---- Source material

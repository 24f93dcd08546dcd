//! Entities: units of execution that build one validated component tree

use crate::builder::Builder;
use crate::component::Component;
use crate::factory::Factory;
use crate::render::{EntityContext, ViewRenderer};
use atomic_core::{AtomicError, Props, Result, Value};
use log::{debug, warn};
use std::collections::HashMap;
use std::fmt;
use std::sync::Arc;

/// An action populates the root component from the entity data
pub type Action = Arc<dyn Fn(&Component, &Props) -> Result<()> + Send + Sync>;

/// A named set of actions that entities are made from
pub struct EntityType {
    name: String,
    view: Option<String>,
    actions: HashMap<String, Action>,
}

impl EntityType {
    pub fn new(name: impl Into<String>) -> Self {
        Self {
            name: name.into(),
            view: None,
            actions: HashMap::new(),
        }
    }

    /// Set the view used when rendering entities of this type
    pub fn view(mut self, view: impl Into<String>) -> Self {
        self.view = Some(view.into());
        self
    }

    /// Add an action
    pub fn action<F>(mut self, name: impl Into<String>, action: F) -> Self
    where
        F: Fn(&Component, &Props) -> Result<()> + Send + Sync + 'static,
    {
        self.actions.insert(name.into(), Arc::new(action));
        self
    }

    pub fn name(&self) -> &str {
        &self.name
    }

    pub fn has_action(&self, action: &str) -> bool {
        self.actions.contains_key(action)
    }

    /// List all action names, sorted
    pub fn action_names(&self) -> Vec<&str> {
        let mut names: Vec<&str> = self.actions.keys().map(|s| s.as_str()).collect();
        names.sort_unstable();
        names
    }
}

impl fmt::Debug for EntityType {
    fn fmt(&self, f: &mut fmt::Formatter<'_>) -> fmt::Result {
        f.debug_struct("EntityType")
            .field("name", &self.name)
            .field("view", &self.view)
            .field("actions", &self.action_names())
            .finish()
    }
}

/// One execution of an entity action.
///
/// Data is added with [`with`](Self::with) before [`execute`](Self::execute)
/// runs the action exactly once; later calls return the same tree. Data added
/// after execution does not reach the built tree.
pub struct Entity {
    ty: Arc<EntityType>,
    action: String,
    data: Props,
    component: Option<Component>,
    validated: usize,
    executed: bool,
    factory: Factory,
}

impl Entity {
    pub(crate) fn new(factory: Factory, ty: Arc<EntityType>, action: String) -> Self {
        Self {
            ty,
            action,
            data: Props::new(),
            component: None,
            validated: 0,
            executed: false,
            factory,
        }
    }

    /// Add a piece of data
    pub fn with(&mut self, key: impl Into<String>, value: impl Into<Value>) -> &mut Self {
        self.warn_if_executed();
        self.data.insert(key.into(), value.into());
        self
    }

    /// Merge a map of data, later keys overwrite earlier ones
    pub fn with_data(&mut self, data: Props) -> &mut Self {
        self.warn_if_executed();
        self.data.extend(data);
        self
    }

    fn warn_if_executed(&self) {
        if self.executed {
            warn!(
                "Data added to {}@{} after execution has no effect on its tree",
                self.ty.name, self.action
            );
        }
    }

    pub fn data(&self) -> &Props {
        &self.data
    }

    /// Get a piece of data by key
    pub fn get(&self, key: &str) -> Option<&Value> {
        self.data.get(key)
    }

    pub fn entity_name(&self) -> &str {
        &self.ty.name
    }

    pub fn action(&self) -> &str {
        &self.action
    }

    pub fn is_executed(&self) -> bool {
        self.executed
    }

    /// Number of components validated when the tree was built
    pub fn validated_count(&self) -> usize {
        self.validated
    }

    /// Run the action on a fresh root and validate the resulting tree.
    ///
    /// A no-op once the entity has executed. When validation fails the
    /// entity keeps no tree and stays unexecuted.
    pub fn execute(&mut self) -> Result<&mut Self> {
        if self.executed {
            debug!("{}@{} already executed", self.ty.name, self.action);
            return Ok(self);
        }

        let action = self.ty.actions.get(&self.action).cloned().ok_or_else(|| {
            AtomicError::UnknownAction {
                entity: self.ty.name.clone(),
                action: self.action.clone(),
            }
        })?;

        debug!("Executing {}@{}", self.ty.name, self.action);

        let root = Component::root(self.factory.clone());
        action(&root, &self.data)?;

        let mut builder = Builder::new(self.factory.validator());
        builder.build(&root)?;

        self.validated = builder.visited();
        self.component = Some(root);
        self.executed = true;

        Ok(self)
    }

    /// The root of the built tree
    pub fn component(&self) -> Result<Component> {
        self.component.clone().ok_or(AtomicError::NotExecuted)
    }

    /// Render the entity, executing it first if needed.
    ///
    /// Without an explicit view the type's view is used, falling back to the
    /// factory's default entity view.
    pub fn render(&mut self, renderer: &dyn ViewRenderer, view: Option<&str>) -> Result<String> {
        self.execute()?;

        let view = view
            .map(str::to_string)
            .or_else(|| self.ty.view.clone())
            .unwrap_or_else(|| self.factory.entity_view().to_string());
        let component = self.component()?;

        let ctx = EntityContext {
            entity: &*self,
            component: &component,
            data: &self.data,
            validated: self.validated,
        };
        renderer.render_entity(&view, &ctx)
    }
}

impl fmt::Debug for Entity {
    fn fmt(&self, f: &mut fmt::Formatter<'_>) -> fmt::Result {
        f.debug_struct("Entity")
            .field("entity", &self.ty.name)
            .field("action", &self.action)
            .field("data", &self.data)
            .field("executed", &self.executed)
            .finish()
    }
}

#[cfg(test)]
mod tests {
    use super::*;
    use crate::component_type::{ComponentType, View};
    use crate::render::ComponentContext;
    use atomic_core::props;
    use atomic_schema::{PropRules, PropType, RuleSpec};
    use std::sync::atomic::{AtomicUsize, Ordering};

    struct Greeting;

    impl ComponentType for Greeting {
        fn rules(&self) -> PropRules {
            PropRules::new().with("name", RuleSpec::new(PropType::String).required())
        }

        fn view(&self, component: &Component) -> View {
            let name = component.prop::<String>("name").ok().flatten().unwrap_or_default();
            View::Markup(format!("Hello {}", name))
        }
    }

    /// Wraps entity output in its view name
    struct Wrapping;

    impl ViewRenderer for Wrapping {
        fn render_component(&self, view: &str, _ctx: &ComponentContext<'_>) -> Result<String> {
            Ok(view.to_string())
        }

        fn render_entity(&self, view: &str, ctx: &EntityContext<'_>) -> Result<String> {
            let inner = ctx.component.render(self)?;
            Ok(format!("[{}:{}:{}]", view, ctx.entity.action(), inner))
        }
    }

    fn make_factory(counter: Arc<AtomicUsize>) -> Factory {
        Factory::builder()
            .component("greeting", Greeting)
            .entity(
                EntityType::new("Welcome")
                    .action("show", move |root, data| {
                        counter.fetch_add(1, Ordering::SeqCst);
                        let name = data.get("name").cloned().unwrap_or_else(|| "nobody".into());
                        root.add_child("greeting", props! { "name" => name })?;
                        Ok(())
                    })
                    .action("broken", |root, _| {
                        root.add_child("greeting", Props::new())?;
                        Ok(())
                    }),
            )
            .entity(EntityType::new("Framed").view("frame").action("show", |_, _| Ok(())))
            .build()
    }

    #[test]
    fn test_execute_runs_action_once() {
        let counter = Arc::new(AtomicUsize::new(0));
        let factory = make_factory(counter.clone());
        let mut entity = factory.make("Welcome@show", None).unwrap();

        let first = entity.execute().unwrap().component().unwrap();
        let second = entity.execute().unwrap().component().unwrap();

        assert!(first.ptr_eq(&second));
        assert_eq!(counter.load(Ordering::SeqCst), 1);
        assert!(entity.is_executed());
        assert_eq!(entity.validated_count(), 2);
    }

    #[test]
    fn test_data_reaches_action() {
        let factory = make_factory(Arc::new(AtomicUsize::new(0)));
        let mut entity = factory.make("Welcome", Some("show")).unwrap();
        entity.with("name", "Ada").with_data(props! { "extra" => true });

        assert_eq!(entity.get("extra"), Some(&Value::Boolean(true)));

        let greeting = entity.execute().unwrap().component().unwrap().children()[0].clone();
        assert_eq!(greeting.get("name"), Some(Value::from("Ada")));
    }

    #[test]
    fn test_with_data_merges() {
        let factory = make_factory(Arc::new(AtomicUsize::new(0)));
        let mut entity = factory.make("Welcome@show", None).unwrap();
        entity
            .with_data(props! { "a" => 1i64, "b" => 2i64 })
            .with_data(props! { "b" => 3i64 });
        assert_eq!(entity.data(), &props! { "a" => 1i64, "b" => 3i64 });
    }

    #[test]
    fn test_failed_validation_leaves_no_tree() {
        let factory = make_factory(Arc::new(AtomicUsize::new(0)));
        let mut entity = factory.make("Welcome@broken", None).unwrap();

        assert!(matches!(
            entity.execute(),
            Err(AtomicError::PropValidation { component, .. }) if component == "greeting"
        ));
        assert!(!entity.is_executed());
        assert!(matches!(entity.component(), Err(AtomicError::NotExecuted)));
        assert!(matches!(
            entity.render(&Wrapping, None),
            Err(AtomicError::PropValidation { .. })
        ));
    }

    #[test]
    fn test_unknown_action() {
        let factory = make_factory(Arc::new(AtomicUsize::new(0)));
        let mut entity = factory.make("Welcome@hide", None).unwrap();
        assert!(matches!(
            entity.execute(),
            Err(AtomicError::UnknownAction { entity, action }) if entity == "Welcome" && action == "hide"
        ));
    }

    #[test]
    fn test_render_auto_executes() {
        let counter = Arc::new(AtomicUsize::new(0));
        let factory = make_factory(counter.clone());
        let mut entity = factory.make("Welcome@show", None).unwrap();
        entity.with("name", "Grace");

        assert_eq!(
            entity.render(&Wrapping, None).unwrap(),
            "[atomic::entity:show:Hello Grace]"
        );
        assert_eq!(
            entity.render(&Wrapping, Some("page")).unwrap(),
            "[page:show:Hello Grace]"
        );
        assert_eq!(counter.load(Ordering::SeqCst), 1);
    }

    #[test]
    fn test_render_context_carries_validated_count() {
        struct Summary;

        impl ViewRenderer for Summary {
            fn render_component(&self, view: &str, _ctx: &ComponentContext<'_>) -> Result<String> {
                Ok(view.to_string())
            }

            fn render_entity(&self, _view: &str, ctx: &EntityContext<'_>) -> Result<String> {
                Ok(format!("{} validated", ctx.validated))
            }
        }

        let factory = make_factory(Arc::new(AtomicUsize::new(0)));
        let mut entity = factory.make("Welcome@show", None).unwrap();
        assert_eq!(entity.render(&Summary, None).unwrap(), "2 validated");
    }

    #[test]
    fn test_entity_type_actions() {
        let factory = make_factory(Arc::new(AtomicUsize::new(0)));
        let ty = factory.entity_type("Welcome").unwrap();
        assert!(ty.has_action("show"));
        assert!(!ty.has_action("hide"));
        assert_eq!(ty.action_names(), vec!["broken", "show"]);
    }

    #[test]
    fn test_render_uses_type_view() {
        let factory = make_factory(Arc::new(AtomicUsize::new(0)));
        let mut entity = factory.make("Framed@show", None).unwrap();
        assert_eq!(entity.render(&Wrapping, None).unwrap(), "[frame:show:]");
    }
}
//! Binder configuration: which class marks toggleable elements and which class
//! represents the expanded state.

#[cfg(test)]
#[path = "config_test.rs"]
mod config_test;

use serde::{Deserialize, Serialize};

use crate::class_list::validate_token;
use crate::consts::{DEFAULT_EXPANDED_CLASS, DEFAULT_MARKER_CLASS};
use crate::error::Error;

/// Class names used by the binder.
///
/// Both fields are optional when deserializing and fall back to
/// [`DEFAULT_MARKER_CLASS`] / [`DEFAULT_EXPANDED_CLASS`].
#[derive(Debug, Clone, PartialEq, Eq, Serialize, Deserialize)]
#[serde(default, deny_unknown_fields)]
pub struct BinderConfig {
    /// Elements carrying this class get a click handler.
    pub marker_class: String,
    /// Class toggled on click.
    pub expanded_class: String,
}

impl Default for BinderConfig {
    fn default() -> Self {
        Self {
            marker_class: DEFAULT_MARKER_CLASS.to_owned(),
            expanded_class: DEFAULT_EXPANDED_CLASS.to_owned(),
        }
    }
}

impl BinderConfig {
    /// Parse a JSON object such as `{"expanded_class": "big"}` and validate it.
    ///
    /// # Errors
    ///
    /// Returns [`Error::Config`] for malformed JSON and the [`BinderConfig::validate`]
    /// errors for unusable class names.
    pub fn from_json(json: &str) -> Result<Self, Error> {
        let config: Self = serde_json::from_str(json)?;
        config.validate()?;
        Ok(config)
    }

    /// Check that both class names are usable as DOM class tokens and distinct.
    ///
    /// # Errors
    ///
    /// Returns [`Error::InvalidClassName`] for an empty name or one containing
    /// ASCII whitespace, and [`Error::SameClass`] when both names are equal.
    pub fn validate(&self) -> Result<(), Error> {
        validate_token(&self.marker_class)?;
        validate_token(&self.expanded_class)?;
        if self.marker_class == self.expanded_class {
            return Err(Error::SameClass(self.marker_class.clone()));
        }
        Ok(())
    }
}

--------

### Instructions for the task
Copy out every line of the data that includes "true".

### Response to this exercise
        self.executed = true;
        entity.with("name", "Ada").with_data(props! { "extra" => true });
        assert_eq!(entity.get("extra"), Some(&Value::Boolean(true)));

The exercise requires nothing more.